ふうと大きく息を吐いて、ランドウに告げた。
「分かったわ、こうしましょう。紫刹瞬破で受けた私のダメージは上位層にある浮島エーテルを使って回復に充てるわ。だから、都市の修復と並行して、エーテル獲得を始める必要がある。ランドウは部隊の編成を行い、それが完了次第に行動を開始しなさい。それから、ミケ。あなたは今回の防衛線で集めたデータを解析して、私の分体に報告しなさい。本隊である私は1ヶ月の間回復の眠りに入るわね」
すべてはこれからだ。これから世界が大きく動き出すことを、ネキアは確信しているのだった。
◇
現世界の大空に投げ出されたソラは叫ぶ!!
「うおおおお!! 現世界に来たっすけどおおおお、落ちてるっスうううう!!!オイラ飛べないんすよおおおお!! 死ぬっス、死んじゃうっスうううう」
と両手を懸命にバタつかせて空を飛ぼうと必至に頑張っている。リヴィアはココを胸に抱きしめて、ココの様子を伺う。ココはただただ泣いていた。そう、ペルンはもういないのだから。リヴィアは嗚咽を吐くココを両手で優しく抱き締める。喪失が呼び寄せる悲しみの奥底に沈んでしまわないように。
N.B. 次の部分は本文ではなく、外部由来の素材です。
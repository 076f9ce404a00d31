//! User function objects.
//!
//! A `LoxFunction` pairs a shared declaration with the environment it was
//! defined in. The call protocol itself lives in the interpreter; this module
//! only owns the data and the `this`-binding operation.

use std::cell::RefCell;
use std::fmt;
use std::rc::Rc;

use crate::environment::{EnvRef, Environment};
use crate::stmt::FunctionDecl;
use crate::value::Value;

pub struct LoxFunction {
    pub declaration: Rc<FunctionDecl>,
    pub closure: EnvRef,
    /// Initializers (`init` methods) always yield the instance.
    pub is_initializer: bool,
}

impl LoxFunction {
    pub fn new(declaration: Rc<FunctionDecl>, closure: EnvRef, is_initializer: bool) -> Self {
        LoxFunction {
            declaration,
            closure,
            is_initializer,
        }
    }

    pub fn name(&self) -> &str {
        &self.declaration.name.lexeme
    }

    pub fn arity(&self) -> usize {
        self.declaration.params.len()
    }

    /// Produce a copy of this function whose closure has `this` bound to the
    /// given instance, one frame inside the original closure.
    pub fn bind(&self, instance: Value) -> LoxFunction {
        let mut environment = Environment::with_enclosing(self.closure.clone());
        environment.define("this", instance);

        LoxFunction {
            declaration: self.declaration.clone(),
            closure: Rc::new(RefCell::new(environment)),
            is_initializer: self.is_initializer,
        }
    }
}

// The closure chain can be cyclic (a class environment holds methods whose
// closures point back at it), so Debug must not recurse into it.
impl fmt::Debug for LoxFunction {
    fn fmt(&self, f: &mut fmt::Formatter<'_>) -> fmt::Result {
        f.debug_struct("LoxFunction")
            .field("name", &self.name())
            .field("arity", &self.arity())
            .field("is_initializer", &self.is_initializer)
            .finish()
    }
}
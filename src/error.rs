use thiserror::Error;

/// Errors returned by directory lookups and resolution.
///
/// Per-URL probe failures never show up here; they are recorded as the
/// [`ConnState`](crate::record::ConnState) of the affected record.
#[derive(Debug, Error)]
pub enum Error {
	#[error("operation cancelled")]
	Cancelled,
	#[error("invalid server ID")]
	InvalidId,
	#[error("cannot access any URLs")]
	CannotAccess,
	#[error("response parse error")]
	Parse,
	#[error("ping response failure")]
	PingFailure,
	#[error("unknown command")]
	UnknownCommand,
	#[error("unknown server type")]
	UnknownServerType,
	#[error("get_server_info returned errno={errno}")]
	Directory { errno: i64 },
	#[error("transport error: {0}")]
	Transport(#[source] Box<dyn std::error::Error + Send + Sync>),
}

impl Error {
	/// Wrap a transport level failure, keeping it reachable through `source()`.
	pub fn transport(err: impl Into<Box<dyn std::error::Error + Send + Sync>>) -> Self {
		Error::Transport(err.into())
	}
}

pub type Result<T> = std::result::Result<T, Error>;
/// Hex digest a device reports for its own server ID.
pub fn server_id_digest(server_id: &str) -> String {
	format!("{:x}", md5::compute(server_id.as_bytes()))
}

/// Check that a probe's reported digest belongs to `server_id`.
///
/// The comparison is case-sensitive against the lowercase hex digest, so
/// anything malformed simply fails to match.
pub fn verify_id(server_id: &str, digest: &str) -> bool {
	server_id_digest(server_id) == digest
}

#[cfg(test)]
mod tests {
	use super::*;

	#[test]
	fn test_known_digests() {
		assert_eq!(server_id_digest(""), "d41d8cd98f00b204e9800998ecf8427e");
		assert_eq!(server_id_digest("abc"), "900150983cd24fb0d6963f7d28e17f72");
	}

	#[test]
	fn test_verify_match() {
		assert!(verify_id("030344165", "36e618cde8a29a8a8ef945ae21402312"));
	}

	#[test]
	fn test_verify_is_case_sensitive() {
		assert!(!verify_id("030344165", "36E618CDE8A29A8A8EF945AE21402312"));
	}

	#[test]
	fn test_verify_rejects_malformed() {
		assert!(!verify_id("030344165", ""));
		assert!(!verify_id("030344165", "00000000000000000000000000000000"));
		assert!(!verify_id("030344165", "not hex at all"));
	}

	#[test]
	fn test_single_character_change() {
		let digest = server_id_digest("030344165");
		for (i, c) in "030344165".char_indices() {
			let replacement = if c == '9' { '8' } else { '9' };
			let mut changed = String::from("030344165");
			changed.replace_range(i..i + 1, &replacement.to_string());
			assert!(!verify_id(&changed, &digest), "{}", changed);
		}
	}
}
そのリヴィアたちよりもさらに下。そこにノインはいた。
ノインは大空の高みをじっと見つめている。
彼は観ていた。ペルンが放つ剣技のすべてを、その所作をつぶさに観ていた。鞘から刀を抜き、彼はその柄を強く握る。そして自分の片目から止めどなく涙が零れるのに気付いた。胸が震え、涙が熱い。
どうして、涙が溢れてしまうのだろう? それがノインには分からない。だけど、胸が痛くて声を出して叫びたかった。
ちょうどそのとき、リヴィアがノインを掴み上げ、ココと同じように自らの胸に抱き締める。「ノイン。人は悲しいときは泣くものぞ。我慢せずともよい、お主は人なのだから」
そして、そのまま眼下に広がる大陸に向かって、落ちていくのだった。